Stored data entries
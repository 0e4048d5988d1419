//! Word evaluation

use std::sync::Arc;

use crate::environment::{Frame, Namespace};
use crate::error::{EvalError, Reason};
use crate::frontend::{Operation, Source};
use crate::value::{Closure, HashableValue, Num, Signature, Value};

/// A word, evaluating to any number of values.
pub(crate) enum Expr {
    /// A bareword or quoted string
    Literal(Value),

    /// `$name` or `$@name`
    Variable { name: String, explode: bool },

    /// `(...)`: the output of a chunk
    Capture(Arc<dyn Operation>),

    /// `[...]`
    List(Vec<Expr>),

    /// `[&k=v ...]`
    Map(Vec<(Expr, Expr)>),

    /// `{ ... }`
    Lambda(Arc<LambdaDef>),

    /// `head[k][k2 k3]`
    Indexed { head: Box<Expr>, indices: Vec<Vec<Expr>> },

    /// Adjacent parts concatenated as strings
    Compound(Vec<Expr>),
}

/// Everything needed to build a closure when a lambda is evaluated.
pub(crate) struct LambdaDef {
    pub params: Vec<String>,
    pub rest: Option<usize>,
    pub options: Vec<(String, Expr)>,
    pub rest_options: Option<String>,
    pub body: Arc<dyn Operation>,
    pub source: Arc<Source>,
}

impl LambdaDef {
    /// Create a closure capturing the scope visible from `fm`.
    ///
    /// The local namespace is captured as a snapshot: cells are shared,
    /// names declared afterwards are not seen.
    pub(crate) fn instantiate(&self, fm: &mut Frame) -> Result<Closure, EvalError> {
        let mut sig = Signature::new();
        for (i, name) in self.params.iter().enumerate() {
            sig = if self.rest == Some(i) {
                sig.rest(name.clone())
            } else {
                sig.param(name.clone())
            };
        }
        for (name, default) in &self.options {
            let value = default.eval_one(fm, "option default")?;
            sig = sig.option(name.clone(), value);
        }
        if let Some(name) = &self.rest_options {
            sig = sig.rest_options(name.clone());
        }

        let captured: Vec<Namespace> = std::iter::once(fm.local.snapshot())
            .chain(fm.up.iter().cloned())
            .collect();
        Ok(Closure::new(
            sig,
            self.body.clone(),
            Arc::from(captured),
            self.source.clone(),
        ))
    }
}

impl Expr {
    /// Evaluate to all produced values.
    pub(crate) fn eval(&self, fm: &mut Frame) -> Result<Vec<Value>, EvalError> {
        match self {
            Expr::Literal(v) => Ok(vec![v.clone()]),
            Expr::Variable { name, explode } => {
                let value = fm
                    .lookup_value(name)
                    .ok_or_else(|| fm.exception(Reason::NoSuchVariable(name.clone())))?;
                if !explode {
                    return Ok(vec![value]);
                }
                match value.as_list() {
                    Some(items) => Ok(items.to_vec()),
                    None => Err(fm.exception(Reason::bad_value("exploded value", "list", &value))),
                }
            }
            Expr::Capture(op) => fm.capture_output(|fm| op.exec(fm)),
            Expr::List(items) => {
                let mut values = Vec::new();
                for item in items {
                    values.extend(item.eval(fm)?);
                }
                Ok(vec![Value::list(values)])
            }
            Expr::Map(pairs) => {
                let mut entries = Vec::with_capacity(pairs.len());
                for (k, v) in pairs {
                    entries.push((k.eval_one(fm, "map key")?, v.eval_one(fm, "map value")?));
                }
                Ok(vec![Value::map(entries)])
            }
            Expr::Lambda(def) => Ok(vec![Value::from(def.instantiate(fm)?)]),
            Expr::Indexed { head, indices } => {
                let mut values = head.eval(fm)?;
                for index in indices {
                    let mut keys = Vec::new();
                    for key in index {
                        keys.extend(key.eval(fm)?);
                    }
                    let mut next = Vec::with_capacity(values.len() * keys.len());
                    for base in &values {
                        for key in &keys {
                            next.push(index_value(fm, base, key)?);
                        }
                    }
                    values = next;
                }
                Ok(values)
            }
            Expr::Compound(parts) => {
                let mut acc = vec![String::new()];
                for part in parts {
                    let values = part.eval(fm)?;
                    let mut next = Vec::with_capacity(acc.len() * values.len());
                    for prefix in &acc {
                        for v in &values {
                            let piece = match v {
                                Value::String(s) => s.as_str().to_string(),
                                Value::Num(n) => n.to_string(),
                                other => {
                                    return Err(fm.exception(Reason::bad_value(
                                        "compound part",
                                        "string or number",
                                        other,
                                    )))
                                }
                            };
                            next.push(format!("{}{}", prefix, piece));
                        }
                    }
                    acc = next;
                }
                Ok(acc.into_iter().map(Value::from).collect())
            }
        }
    }

    /// Evaluate to exactly one value.
    pub(crate) fn eval_one(&self, fm: &mut Frame, what: &str) -> Result<Value, EvalError> {
        let mut values = self.eval(fm)?;
        if values.len() != 1 {
            return Err(fm.exception(Reason::ArityMismatch {
                what: what.to_string(),
                valid: "1".to_string(),
                actual: values.len(),
            }));
        }
        Ok(values.remove(0))
    }
}

/// `base[key]` for lists, maps and namespaces.
pub(crate) fn index_value(fm: &Frame, base: &Value, key: &Value) -> Result<Value, EvalError> {
    match base {
        Value::List(items) => {
            let i = list_index(key, items.len()).ok_or_else(|| {
                fm.exception(Reason::BadValue {
                    what: "index".to_string(),
                    valid: format!("integer from -{} to {}", items.len(), items.len().saturating_sub(1)),
                    actual: key.repr(),
                })
            })?;
            Ok(items[i].clone())
        }
        Value::Map(map) => map
            .get(&HashableValue::from(key.clone()))
            .cloned()
            .ok_or_else(|| fm.exception(Reason::NoSuchKey(key.repr()))),
        Value::Ns(ns) => key
            .as_str()
            .and_then(|name| ns.get(name))
            .ok_or_else(|| fm.exception(Reason::NoSuchKey(key.repr()))),
        other => Err(fm.exception(Reason::bad_value(
            "indexee",
            "list, map or namespace",
            other,
        ))),
    }
}

/// Resolve a possibly negative list index.
pub(crate) fn list_index(key: &Value, len: usize) -> Option<usize> {
    let i = match key.to_num()? {
        Num::Int(i) => i,
        _ => return None,
    };
    let len = i64::try_from(len).ok()?;
    let i = if i < 0 { i + len } else { i };
    if (0..len).contains(&i) {
        usize::try_from(i).ok()
    } else {
        None
    }
}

| Task requirements |
Lines containing the word "usize" are to be located in the entries and copied.

| Answer to the problem |
    pub rest: Option<usize>,
pub(crate) fn list_index(key: &Value, len: usize) -> Option<usize> {
        usize::try_from(i).ok()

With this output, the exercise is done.